▶ _Task_
Set down the lines of the data exactly, starting at the first and stopping after the line containing "impl std::str::FromStr for".

(Saved entries)
//! Hosts and the roles they carry

use serde::{Deserialize, Serialize};

/// Role a host plays in the cluster
///
/// Serialized with the names used in the cluster description:
/// `etcd`, `controlplane`, `worker`.
#[derive(Clone, Copy, Debug, PartialEq, Eq, Hash, PartialOrd, Ord, Deserialize, Serialize)]
pub enum Role {
    /// Runs an etcd member
    #[serde(rename = "etcd")]
    Etcd,
    /// Runs the Kubernetes control plane (and also acts as a node)
    #[serde(rename = "controlplane")]
    Control,
    /// Runs application workloads
    #[serde(rename = "worker")]
    Worker,
}

impl Role {
    /// Every recognized role, in plane bring-up order
    pub const ALL: [Role; 3] = [Role::Etcd, Role::Control, Role::Worker];

    /// Name of the role as written in the cluster description
    pub fn as_str(&self) -> &'static str {
        match self {
            Self::Etcd => "etcd",
            Self::Control => "controlplane",
            Self::Worker => "worker",
        }
    }

    /// Human readable plane name used in log messages
    pub fn plane_name(&self) -> &'static str {
        match self {
            Self::Etcd => "etcd Plane",
            Self::Control => "Control Plane",
            Self::Worker => "Worker Plane",
        }
    }

    const fn bit(self) -> u8 {
        match self {
            Self::Etcd => 0b001,
            Self::Control => 0b010,
            Self::Worker => 0b100,
        }
    }
}

impl std::str::FromStr for Role {
    type Err = crate::Error;

    fn from_str(s: &str) -> Result<Self, Self::Err> {
        match s {
            "etcd" => Ok(Self::Etcd),
            "controlplane" => Ok(Self::Control),
            "worker" => Ok(Self::Worker),
            _ => Err(crate::Error::validation(format!(
                "role [{s}] is not recognized, expected one of: etcd, controlplane, worker"
            ))),
        }
    }
}

impl std::fmt::Display for Role {
    fn fmt(&self, f: &mut std::fmt::Formatter<'_>) -> std::fmt::Result {
        f.write_str(self.as_str())
    }
}

/// Set of roles held by a single host
#[derive(Clone, Copy, Debug, Default, PartialEq, Eq, Hash)]
pub struct RoleSet(u8);

impl RoleSet {
    /// Empty role set
    pub const fn empty() -> Self {
        Self(0)
    }

    /// Add a role to the set
    pub fn insert(&mut self, role: Role) {
        self.0 |= role.bit();
    }

    /// Returns true if the set holds the role
    pub fn contains(&self, role: Role) -> bool {
        self.0 & role.bit() != 0
    }

    /// Returns true if no role is held
    pub fn is_empty(&self) -> bool {
        self.0 == 0
    }

    /// Roles in the set, in plane order
    pub fn iter(&self) -> impl Iterator<Item = Role> + '_ {
        Role::ALL.into_iter().filter(|r| self.contains(*r))
    }
}

impl FromIterator<Role> for RoleSet {
    fn from_iter<I: IntoIterator<Item = Role>>(iter: I) -> Self {
        let mut set = Self::empty();
        for role in iter {
            set.insert(role);
        }
        set
    }
}

fn active_by_default() -> bool {
    true
}

/// A machine under management
///
/// Role strings are kept exactly as written in the cluster description so that
/// validation can report names it doesn't recognize. Use [`Host::roles`] for
/// the typed view.
#[derive(Clone, Debug, Deserialize, Serialize, PartialEq, Eq)]
pub struct Host {
    /// Address used to reach the host
    #[serde(default)]
    pub address: String,

    /// Address used for intra-cluster traffic (defaults to `address`)
    #[serde(default, skip_serializing_if = "Option::is_none")]
    pub internal_address: Option<String>,

    /// Remote user
    #[serde(default)]
    pub user: String,

    /// Roles assigned to the host
    #[serde(default)]
    pub role: Vec<String>,

    /// Name the host registers with inside the cluster
    #[serde(default, skip_serializing_if = "Option::is_none")]
    pub hostname_override: Option<String>,

    /// SSH private key used by transport-level agents
    #[serde(default, skip_serializing_if = "Option::is_none")]
    pub ssh_key_path: Option<String>,

    /// Whether the host answered the last connectivity check
    #[serde(skip, default = "active_by_default")]
    pub active: bool,
}

impl Host {
    /// Create an active host with the given roles
    pub fn new(address: impl Into<String>, user: impl Into<String>, roles: &[Role]) -> Self {
        Self {
            address: address.into(),
            internal_address: None,
            user: user.into(),
            role: roles.iter().map(|r| r.as_str().to_string()).collect(),
            hostname_override: None,
            ssh_key_path: None,
            active: true,
        }
    }

    /// Set the hostname override
    pub fn with_hostname_override(mut self, name: impl Into<String>) -> Self {
        self.hostname_override = Some(name.into());
        self
    }

    /// Set the internal address
    pub fn with_internal_address(mut self, address: impl Into<String>) -> Self {
        self.internal_address = Some(address.into());
        self
    }

    /// Recognized roles of this host; unrecognized strings are skipped
    pub fn roles(&self) -> RoleSet {
        self.role.iter().filter_map(|r| r.parse().ok()).collect()
    }

    /// Returns true if the host carries the role
    pub fn has_role(&self, role: Role) -> bool {
        self.roles().contains(role)
    }

    /// Role strings that aren't one of the recognized roles
    pub fn unrecognized_roles(&self) -> impl Iterator<Item = &str> {
        self.role
            .iter()
            .map(String::as_str)
            .filter(|r| r.parse::<Role>().is_err())
    }

    /// Hostname override, if set to a non-empty value
    pub fn hostname_override(&self) -> Option<&str> {
        self.hostname_override.as_deref().filter(|h| !h.is_empty())
    }

    /// Name the host is known by inside the cluster
    pub fn node_name(&self) -> &str {
        self.hostname_override().unwrap_or(&self.address)
    }

    /// Address used for intra-cluster traffic
    pub fn internal_address(&self) -> &str {
        self.internal_address
            .as_deref()
            .filter(|a| !a.is_empty())
            .unwrap_or(&self.address)
    }
}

▶ _Response_
//! Hosts and the roles they carry

use serde::{Deserialize, Serialize};

/// Role a host plays in the cluster
///
/// Serialized with the names used in the cluster description:
/// `etcd`, `controlplane`, `worker`.
#[derive(Clone, Copy, Debug, PartialEq, Eq, Hash, PartialOrd, Ord, Deserialize, Serialize)]
pub enum Role {
    /// Runs an etcd member
    #[serde(rename = "etcd")]
    Etcd,
    /// Runs the Kubernetes control plane (and also acts as a node)
    #[serde(rename = "controlplane")]
    Control,
    /// Runs application workloads
    #[serde(rename = "worker")]
    Worker,
}

impl Role {
    /// Every recognized role, in plane bring-up order
    pub const ALL: [Role; 3] = [Role::Etcd, Role::Control, Role::Worker];

    /// Name of the role as written in the cluster description
    pub fn as_str(&self) -> &'static str {
        match self {
            Self::Etcd => "etcd",
            Self::Control => "controlplane",
            Self::Worker => "worker",
        }
    }

    /// Human readable plane name used in log messages
    pub fn plane_name(&self) -> &'static str {
        match self {
            Self::Etcd => "etcd Plane",
            Self::Control => "Control Plane",
            Self::Worker => "Worker Plane",
        }
    }

    const fn bit(self) -> u8 {
        match self {
            Self::Etcd => 0b001,
            Self::Control => 0b010,
            Self::Worker => 0b100,
        }
    }
}

impl std::str::FromStr for Role {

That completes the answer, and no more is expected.